Alice and Bob each have a certain amount of money. If Alice receives n dollars from Bob, then she will have 4 times as much money as Bob. If, on the other hand, she gives n dollars to Bob, then she will have 3 times as much money as Bob. If neither gives the other any money, what is the ratio of the amount of money Alice has to the amount Bob has?
We can write two equations from this...
A+n = 4*(B-n) (Bob gives n dollars to Alice)
A - n = 3 * (B + n) (Alice gives n dollars to Bob)
We will get
A+n = 3B-3n
=A = 3B - 4n
=3A = 9B -12n
A-n = 2B+2n
=A = 3B + 3n
=4A = 12B + 12n
Then, we can add these together to get--
7A = 17B
=7A / B = 17
=A / B = 17 / 7
Let A and B be the amount of money Alice and Bob have, respectively, at the beginning. We know that
A + n = 4(B - n)
A - n = 3(B + n)
Simplifying, we have
A + 5n = 4B
A = 3B + 4n
Subtracting the first equation from the second gives 5n = B - 4n, so B = 9n. Substituing this into the first equation gives A + n = 4(9n - n), from which we get A = 31n.
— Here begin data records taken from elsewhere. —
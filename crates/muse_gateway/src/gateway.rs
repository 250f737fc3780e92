//! The gateway facade: classify → gate → execute → normalize.

use crate::{
    executor, normalize::normalize, source::resolve_image_source, AccessGate, CandidateConfig,
    HealthReporter, HealthSnapshot,
};
use muse_backends::{Backend, BackendRegistry};
use muse_core::{
    classify, BackendCall, CallOptions, Category, GenerationRequest, GenerationResult,
    ImagePrompt, MediaSource, TierPermissions,
};
use muse_error::{MuseResult, ValidationError};
use std::collections::BTreeMap;
use std::sync::Arc;
use tracing::{debug, info, instrument};

/// Seam between the gateway and candidate resolution, so tests can substitute
/// mock backends for the wire clients.
pub trait BackendResolver: Send + Sync {
    /// Resolve an ordered candidate list for a category, preserving order.
    fn resolve_all(&self, candidates: &[&str], category: Category) -> Vec<Arc<dyn Backend>>;

    /// Provider name → credential configured, for the health report.
    fn credential_presence(&self) -> BTreeMap<String, bool>;
}

impl BackendResolver for BackendRegistry {
    fn resolve_all(&self, candidates: &[&str], category: Category) -> Vec<Arc<dyn Backend>> {
        BackendRegistry::resolve_all(self, candidates, category)
    }

    fn credential_presence(&self) -> BTreeMap<String, bool> {
        self.credentials().presence()
    }
}

/// The generation gateway.
///
/// All configuration is loaded at construction and read-only thereafter;
/// each request is an independent, stateless execution over shared tables,
/// so concurrent requests need no synchronization.
pub struct Gateway {
    candidates: Arc<CandidateConfig>,
    gate: AccessGate,
    resolver: Arc<dyn BackendResolver>,
}

impl Gateway {
    /// Create a gateway over a backend resolver with the current
    /// configuration tables.
    pub fn new(resolver: Arc<dyn BackendResolver>) -> Self {
        Self {
            candidates: Arc::new(CandidateConfig::current()),
            gate: AccessGate::new(TierPermissions::current()),
            resolver,
        }
    }

    /// The candidate table, for the diagnostic harness.
    pub fn candidates(&self) -> &CandidateConfig {
        &self.candidates
    }

    /// Handle one generation request end to end.
    ///
    /// Validation and gating short-circuit before any upstream call; upstream
    /// failures are absorbed by fallback and only total exhaustion escalates.
    /// Exactly one success or one failure results, never a partial.
    ///
    /// # Errors
    ///
    /// Validation, authorization, or exhaustion errors per the gateway's
    /// error taxonomy. The special mode "health" never reaches this method.
    #[instrument(skip(self, request), fields(mode = %request.mode()))]
    pub async fn generate(&self, request: &GenerationRequest) -> MuseResult<GenerationResult> {
        let prompt = request
            .prompt()
            .as_deref()
            .filter(|p| !p.is_empty())
            .ok_or_else(|| ValidationError::new("Missing prompt"))?;

        let category = classify(request.mode())?;
        let tier = self.gate.check(request.subscription_tier(), request.mode())?;
        debug!(%category, %tier, "Request classified and gated");

        let options = CallOptions::new(
            request.system_instruction().clone(),
            *request.temperature(),
            *request.max_tokens(),
            None,
        );
        let call = build_call(category, prompt, &options).await?;

        let candidate_ids = self.candidates.for_category(category);
        let backends = self.resolver.resolve_all(candidate_ids, category);
        let outcome = executor::execute(category, &backends, &call).await?;

        info!(%category, served_by = %outcome.served_by, "Request complete");
        Ok(GenerationResult::new(normalize(category, outcome.output)))
    }

    /// Produce the health snapshot. Invokes no candidates.
    pub fn health(&self) -> HealthSnapshot {
        HealthReporter::new(
            self.candidates.as_ref().clone(),
            self.resolver.credential_presence(),
        )
        .report()
    }
}

/// Build the category-appropriate call shape.
///
/// For image-conditioned categories the prompt field carries a JSON-encoded
/// [`ImagePrompt`]; its source image is resolved to one byte buffer here,
/// exactly once, before any candidate attempt.
async fn build_call(
    category: Category,
    prompt: &str,
    options: &CallOptions,
) -> MuseResult<BackendCall> {
    if category.is_conversational() {
        return Ok(BackendCall::Chat {
            system: options.system_instruction().clone(),
            user: prompt.to_string(),
            max_tokens: *options.max_tokens(),
            temperature: *options.temperature(),
        });
    }

    if category.is_image_conditioned() {
        let payload: ImagePrompt = serde_json::from_str(prompt).map_err(|e| {
            ValidationError::new(format!(
                "{} prompt must be a JSON object with imageUrl: {}",
                category, e
            ))
        })?;
        let source = MediaSource::from_image_ref(payload.image_url());
        let image = resolve_image_source(&source).await?;
        return Ok(BackendCall::Conditioned {
            prompt: payload
                .target_prompt()
                .clone()
                .unwrap_or_else(|| "enhance".to_string()),
            image,
        });
    }

    // The negative-prompt default applies to visual generation only; audio
    // and music candidates get one only if the caller supplied it.
    let negative_prompt = match category {
        Category::Image | Category::Video => options
            .negative_prompt()
            .clone()
            .or_else(|| Some("blurry, low quality, watermark".to_string())),
        _ => options.negative_prompt().clone(),
    };
    Ok(BackendCall::Generate {
        prompt: prompt.to_string(),
        negative_prompt,
    })
}

#[cfg(test)]
mod tests {
    use super::*;

    #[tokio::test]
    async fn test_conversational_call_shape() {
        let options = CallOptions::new(Some("be brief".to_string()), None, None, None);
        let call = build_call(Category::Code, "add two numbers", &options)
            .await
            .unwrap();
        match call {
            BackendCall::Chat { system, user, .. } => {
                assert_eq!(system.as_deref(), Some("be brief"));
                assert_eq!(user, "add two numbers");
            }
            other => panic!("unexpected call shape: {:?}", other),
        }
    }

    #[tokio::test]
    async fn test_generative_call_carries_negative_prompt_default() {
        let call = build_call(Category::Image, "a red circle", &CallOptions::default())
            .await
            .unwrap();
        match call {
            BackendCall::Generate {
                prompt,
                negative_prompt,
            } => {
                assert_eq!(prompt, "a red circle");
                assert!(negative_prompt.is_some());
            }
            other => panic!("unexpected call shape: {:?}", other),
        }
    }

    #[tokio::test]
    async fn test_audio_family_gets_no_negative_prompt_default() {
        for category in [Category::Audio, Category::Music] {
            let call = build_call(category, "a calm piano loop", &CallOptions::default())
                .await
                .unwrap();
            match call {
                BackendCall::Generate {
                    negative_prompt, ..
                } => assert_eq!(negative_prompt, None, "{} defaulted", category),
                other => panic!("unexpected call shape: {:?}", other),
            }
        }
    }

    #[tokio::test]
    async fn test_caller_negative_prompt_passes_through_for_music() {
        let options = CallOptions::new(None, None, None, Some("distorted".to_string()));
        let call = build_call(Category::Music, "a calm piano loop", &options)
            .await
            .unwrap();
        match call {
            BackendCall::Generate {
                negative_prompt, ..
            } => assert_eq!(negative_prompt.as_deref(), Some("distorted")),
            other => panic!("unexpected call shape: {:?}", other),
        }
    }

    #[tokio::test]
    async fn test_conditioned_prompt_must_be_json() {
        use muse_error::MuseErrorKind;
        let err = build_call(Category::Upscale, "not json", &CallOptions::default())
            .await
            .unwrap_err();
        assert!(matches!(err.kind(), MuseErrorKind::Validation(_)));
    }

    #[tokio::test]
    async fn test_conditioned_resolves_inline_image_once() {
        let prompt = r#"{"imageUrl":"data:image/png;base64,AQID","targetPrompt":"sharpen"}"#;
        let call = build_call(Category::Img2Img, prompt, &CallOptions::default())
            .await
            .unwrap();
        match call {
            BackendCall::Conditioned { prompt, image } => {
                assert_eq!(prompt, "sharpen");
                assert_eq!(image, vec![1, 2, 3]);
            }
            other => panic!("unexpected call shape: {:?}", other),
        }
    }
}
Therefore, the desired ratio is A/B = 31n/9n = 31/9.
hope this helped !
I agree with the first part of Guest's answer; but then I got lost ...
A + n = 4(B - n) ---> A + n = 4B - 4n ---> 5n = 4B - A
(multiply by 4): 20n = 16B - 4A
A - n = 3(B + n) ---> A - n = 3B + 3n ---> 4n = A - 3B
(multiply by 5): 20n = 5A - 15B
Setting these two equations to each other: 16B - 4A = 5A - 15B
31B = 9A
31 / 9 = A / B